▶ [WORK INSTRUCTION] Copy out each line of the entries where the word "RepoSet" is present.

▶ [RECORDS SUPPLIED]
pub mod deb;
pub mod rpm;

use crate::{
    alias::AliasTable,
    config::RepoConfig,
    types::{DistroFamily, MatchMode, PackageRecord},
    utils::downloader::Downloader,
    warn,
};

use anyhow::Result;
use async_trait::async_trait;
use futures_util::future::join_all;
use std::{
    path::{Path, PathBuf},
    time::Duration,
};

/// Local cache of one repository's index artifacts. Every index exclusively
/// owns its own cache directory; refresh replaces the directory wholesale
/// instead of updating files in place.
#[derive(Debug)]
pub struct RepoCache {
    dir: PathBuf,
    ttl: Duration,
}

impl RepoCache {
    pub fn new(dir: PathBuf, ttl: Duration) -> Self {
        RepoCache { dir, ttl }
    }

    pub fn path(&self, rel: &str) -> PathBuf {
        self.dir.join(rel)
    }

    /// Stale iff the artifact is missing or older than the threshold
    pub fn is_stale(&self, rel: &str) -> bool {
        let meta = match std::fs::metadata(self.path(rel)) {
            Ok(meta) => meta,
            Err(_) => return true,
        };
        let modified = match meta.modified() {
            Ok(t) => t,
            Err(_) => return true,
        };
        match modified.elapsed() {
            Ok(age) => age > self.ttl,
            // Clock went backwards; treat the artifact as fresh
            Err(_) => false,
        }
    }

    /// Drop the whole cache directory and recreate it empty
    pub fn reset(&self) -> Result<()> {
        if self.dir.is_dir() {
            std::fs::remove_dir_all(&self.dir)?;
        }
        std::fs::create_dir_all(&self.dir)?;
        Ok(())
    }
}

/// One binary package repository with a time-bounded local index cache.
///
/// A fetch or decode failure during refresh marks the index broken; callers
/// must exclude broken indexes instead of querying them. Lookup failures
/// never propagate, they degrade to an empty result list.
#[async_trait]
pub trait RepoIndex {
    fn name(&self) -> &str;
    fn family(&self) -> DistroFamily;
    fn is_broken(&self) -> bool;
    /// Refresh the local cache if it is stale, otherwise a no-op
    async fn ensure_fresh(&mut self, fetcher: &Downloader) -> Result<()>;
    fn find_by_name(&self, name: &str, mode: MatchMode) -> Vec<PackageRecord>;
}

pub fn build_index(repo: &RepoConfig, cache_root: &Path, ttl: Duration) -> Box<dyn RepoIndex> {
    match repo.family {
        DistroFamily::Deb => Box::new(deb::DebIndex::new(repo, cache_root, ttl)),
        DistroFamily::Rpm => Box::new(rpm::RpmIndex::new(repo, cache_root, ttl)),
    }
}

#[derive(Clone, Debug, PartialEq, Eq)]
pub struct RepoMatch {
    pub repo: String,
    pub package: String,
    pub version: String,
}

/// All active repository indexes plus the alias table used to translate
/// ecosystem package names per distribution family
pub struct RepoSet {
    aliases: AliasTable,
    indexes: Vec<Box<dyn RepoIndex>>,
}

impl RepoSet {
    /// Refresh all candidate indexes concurrently (their caches are mutually
    /// independent) and keep the ones that came back healthy. Broken indexes
    /// are reported by name and excluded from the active set.
    pub async fn init(
        aliases: AliasTable,
        candidates: Vec<Box<dyn RepoIndex>>,
        fetcher: &Downloader,
    ) -> Self {
        let refreshed = join_all(candidates.into_iter().map(|mut index| async move {
            let res = index.ensure_fresh(fetcher).await;
            (index, res)
        }))
        .await;

        let mut indexes = Vec::new();
        for (index, res) in refreshed {
            if let Err(err) = res {
                warn!("Repository {} is broken: {}", index.name(), err);
                continue;
            }
            if index.is_broken() {
                warn!("Repository {} is broken.", index.name());
                continue;
            }
            indexes.push(index);
        }
        RepoSet { aliases, indexes }
    }

    pub fn is_empty(&self) -> bool {
        self.indexes.is_empty()
    }

    pub fn active_names(&self) -> Vec<&str> {
        self.indexes.iter().map(|i| i.name()).collect()
    }

    /// Look an ecosystem package name up across all active indexes, in
    /// registration order. When an alias is registered for an index's family
    /// the resolved name is assumed distribution-correct and searched
    /// exactly; otherwise the raw name is searched with the boundary-aware
    /// default pattern.
    pub fn find_by_name<'a>(&'a self, name: &'a str) -> impl Iterator<Item = RepoMatch> + 'a {
        self.indexes.iter().flat_map(move |index| {
            let (search, mode) = match self.aliases.get(name, index.family()) {
                Some(resolved) => (resolved, MatchMode::Exact),
                None => (name, MatchMode::NameBoundary),
            };
            index
                .find_by_name(search, mode)
                .into_iter()
                .map(move |rec| RepoMatch {
                    repo: index.name().to_string(),
                    package: rec.name,
                    version: rec.version,
                })
        })
    }
}

#[cfg(test)]
mod test {
    use super::*;
    use crate::alias::PackageAlias;
    use anyhow::bail;

    #[test]
    fn missing_artifact_is_stale() {
        let dir = tempfile::tempdir().unwrap();
        let cache = RepoCache::new(dir.path().join("repo"), Duration::from_secs(3600));
        assert!(cache.is_stale("Packages.gz"));
    }

    #[test]
    fn aged_artifact_is_stale_fresh_one_is_not() {
        let dir = tempfile::tempdir().unwrap();
        let cache = RepoCache::new(dir.path().to_path_buf(), Duration::from_millis(10));
        std::fs::write(cache.path("Packages.gz"), b"x").unwrap();
        std::thread::sleep(Duration::from_millis(50));
        assert!(cache.is_stale("Packages.gz"));

        let cache = RepoCache::new(dir.path().to_path_buf(), Duration::from_secs(3600));
        assert!(!cache.is_stale("Packages.gz"));
    }

    #[test]
    fn reset_replaces_the_directory() {
        let dir = tempfile::tempdir().unwrap();
        let cache = RepoCache::new(dir.path().join("repo"), Duration::from_secs(1));
        cache.reset().unwrap();
        std::fs::write(cache.path("stale-artifact"), b"x").unwrap();
        cache.reset().unwrap();
        assert!(!cache.path("stale-artifact").exists());
    }

    struct StubIndex {
        name: String,
        family: DistroFamily,
        broken: bool,
        records: Vec<PackageRecord>,
    }

    impl StubIndex {
        fn new(name: &str, family: DistroFamily, records: Vec<PackageRecord>) -> Box<Self> {
            Box::new(StubIndex {
                name: name.to_string(),
                family,
                broken: false,
                records,
            })
        }
    }

    #[async_trait]
    impl RepoIndex for StubIndex {
        fn name(&self) -> &str {
            &self.name
        }
        fn family(&self) -> DistroFamily {
            self.family
        }
        fn is_broken(&self) -> bool {
            self.broken
        }
        async fn ensure_fresh(&mut self, _fetcher: &Downloader) -> Result<()> {
            if self.broken {
                bail!("refresh failed");
            }
            Ok(())
        }
        fn find_by_name(&self, name: &str, mode: MatchMode) -> Vec<PackageRecord> {
            self.records
                .iter()
                .filter(|r| mode.matches(&r.name, name))
                .cloned()
                .collect()
        }
    }

    fn record(name: &str, version: &str) -> PackageRecord {
        PackageRecord {
            name: name.to_string(),
            version: version.to_string(),
        }
    }

    #[tokio::test]
    async fn broken_index_is_excluded() {
        let healthy = StubIndex::new("good", DistroFamily::Deb, vec![]);
        let mut broken = StubIndex::new("bad", DistroFamily::Deb, vec![]);
        broken.broken = true;

        let fetcher = Downloader::new().unwrap();
        let set = RepoSet::init(AliasTable::new(), vec![healthy, broken], &fetcher).await;
        assert_eq!(set.active_names(), vec!["good"]);
    }

    #[tokio::test]
    async fn lookup_preserves_registration_order() {
        let first = StubIndex::new(
            "first",
            DistroFamily::Deb,
            vec![record("python-foo", "1.0-1")],
        );
        let second = StubIndex::new("second", DistroFamily::Rpm, vec![record("foo", "1.2-3")]);

        let fetcher = Downloader::new().unwrap();
        let set = RepoSet::init(AliasTable::new(), vec![first, second], &fetcher).await;
        let matches: Vec<RepoMatch> = set.find_by_name("foo").collect();
        assert_eq!(matches.len(), 2);
        assert_eq!(matches[0].repo, "first");
        assert_eq!(matches[0].package, "python-foo");
        assert_eq!(matches[1].repo, "second");
    }

    #[tokio::test]
    async fn alias_switches_to_exact_match() {
        let index = StubIndex::new(
            "deb",
            DistroFamily::Deb,
            vec![record("python-sqlalchemy", "0.9.8-1")],
        );
        let mut aliases = AliasTable::new();
        aliases.register(PackageAlias::new("SQLAlchemy").deb("python-sqlalchemy"));

        let fetcher = Downloader::new().unwrap();
        let set = RepoSet::init(aliases, vec![index], &fetcher).await;
        let matches: Vec<RepoMatch> = set.find_by_name("SQLAlchemy").collect();
        assert_eq!(matches.len(), 1);
        assert_eq!(matches[0].package, "python-sqlalchemy");
    }
}
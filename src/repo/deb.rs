use super::{RepoCache, RepoIndex};
use crate::{
    config::RepoConfig,
    types::{DistroFamily, MatchMode, PackageRecord},
    utils::downloader::Downloader,
};

use anyhow::{format_err, Context, Result};
use async_trait::async_trait;
use flate2::read::GzDecoder;
use std::{io::Read, path::Path, time::Duration};

const INDEX_ARTIFACT: &str = "Packages.gz";

/// Debian-family repository index. The cache holds a single compressed
/// `Packages` file; lookups decompress it and scan the control paragraphs.
pub struct DebIndex {
    name: String,
    packages_url: String,
    cache: RepoCache,
    broken: bool,
}

impl DebIndex {
    pub fn new(repo: &RepoConfig, cache_root: &Path, ttl: Duration) -> Self {
        // Flat repos carry a full index URL; otherwise the standard
        // dists/ layout applies. check_sanity guarantees the fields exist.
        let packages_url = match &repo.packages_url {
            Some(url) => url.clone(),
            None => format!(
                "{}/dists/{}/{}/binary-{}/Packages.gz",
                repo.url,
                repo.distribution.as_deref().unwrap_or_default(),
                repo.component.as_deref().unwrap_or_default(),
                repo.arch.as_deref().unwrap_or_default(),
            ),
        };
        DebIndex {
            cache: RepoCache::new(cache_root.join(&repo.name), ttl),
            name: repo.name.clone(),
            packages_url,
            broken: false,
        }
    }

    async fn refresh(&self, fetcher: &Downloader) -> Result<()> {
        self.cache
            .reset()
            .context("Failed to replace cache directory")?;
        fetcher
            .fetch_to(&self.packages_url, &self.cache.path(INDEX_ARTIFACT))
            .await
            .context(format!(
                "Failed to fetch package index from {}",
                self.packages_url
            ))
    }

    fn scan_index(&self, name: &str, mode: MatchMode) -> Result<Vec<PackageRecord>> {
        let f = std::fs::File::open(self.cache.path(INDEX_ARTIFACT))?;
        let mut contents = String::new();
        GzDecoder::new(f).read_to_string(&mut contents)?;

        let paragraphs = debcontrol::parse_str(&contents)
            .map_err(|err| format_err!("Malformed package index: {}", err))?;

        let mut res = Vec::new();
        for paragraph in paragraphs {
            let mut package = None;
            let mut version = None;
            for field in paragraph.fields {
                match field.name {
                    "Package" => package = Some(field.value),
                    "Version" => version = Some(field.value),
                    _ => (),
                }
            }
            if let (Some(package), Some(version)) = (package, version) {
                if mode.matches(&package, name) {
                    res.push(PackageRecord {
                        name: package,
                        version,
                    });
                }
            }
        }
        Ok(res)
    }
}

#[async_trait]
impl RepoIndex for DebIndex {
    fn name(&self) -> &str {
        &self.name
    }

    fn family(&self) -> DistroFamily {
        DistroFamily::Deb
    }

    fn is_broken(&self) -> bool {
        self.broken
    }

    async fn ensure_fresh(&mut self, fetcher: &Downloader) -> Result<()> {
        if !self.cache.is_stale(INDEX_ARTIFACT) {
            return Ok(());
        }
        if let Err(err) = self.refresh(fetcher).await {
            self.broken = true;
            return Err(err);
        }
        self.broken = false;
        Ok(())
    }

    fn find_by_name(&self, name: &str, mode: MatchMode) -> Vec<PackageRecord> {
        // Decompression or parse trouble degrades to "nothing found"
        self.scan_index(name, mode).unwrap_or_default()
    }
}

▶ [ANSWER TO THIS TASK]
pub struct RepoSet {
impl RepoSet {
        RepoSet { aliases, indexes }
        let set = RepoSet::init(AliasTable::new(), vec![healthy, broken], &fetcher).await;
        let set = RepoSet::init(AliasTable::new(), vec![first, second], &fetcher).await;
        let set = RepoSet::init(aliases, vec![index], &fetcher).await;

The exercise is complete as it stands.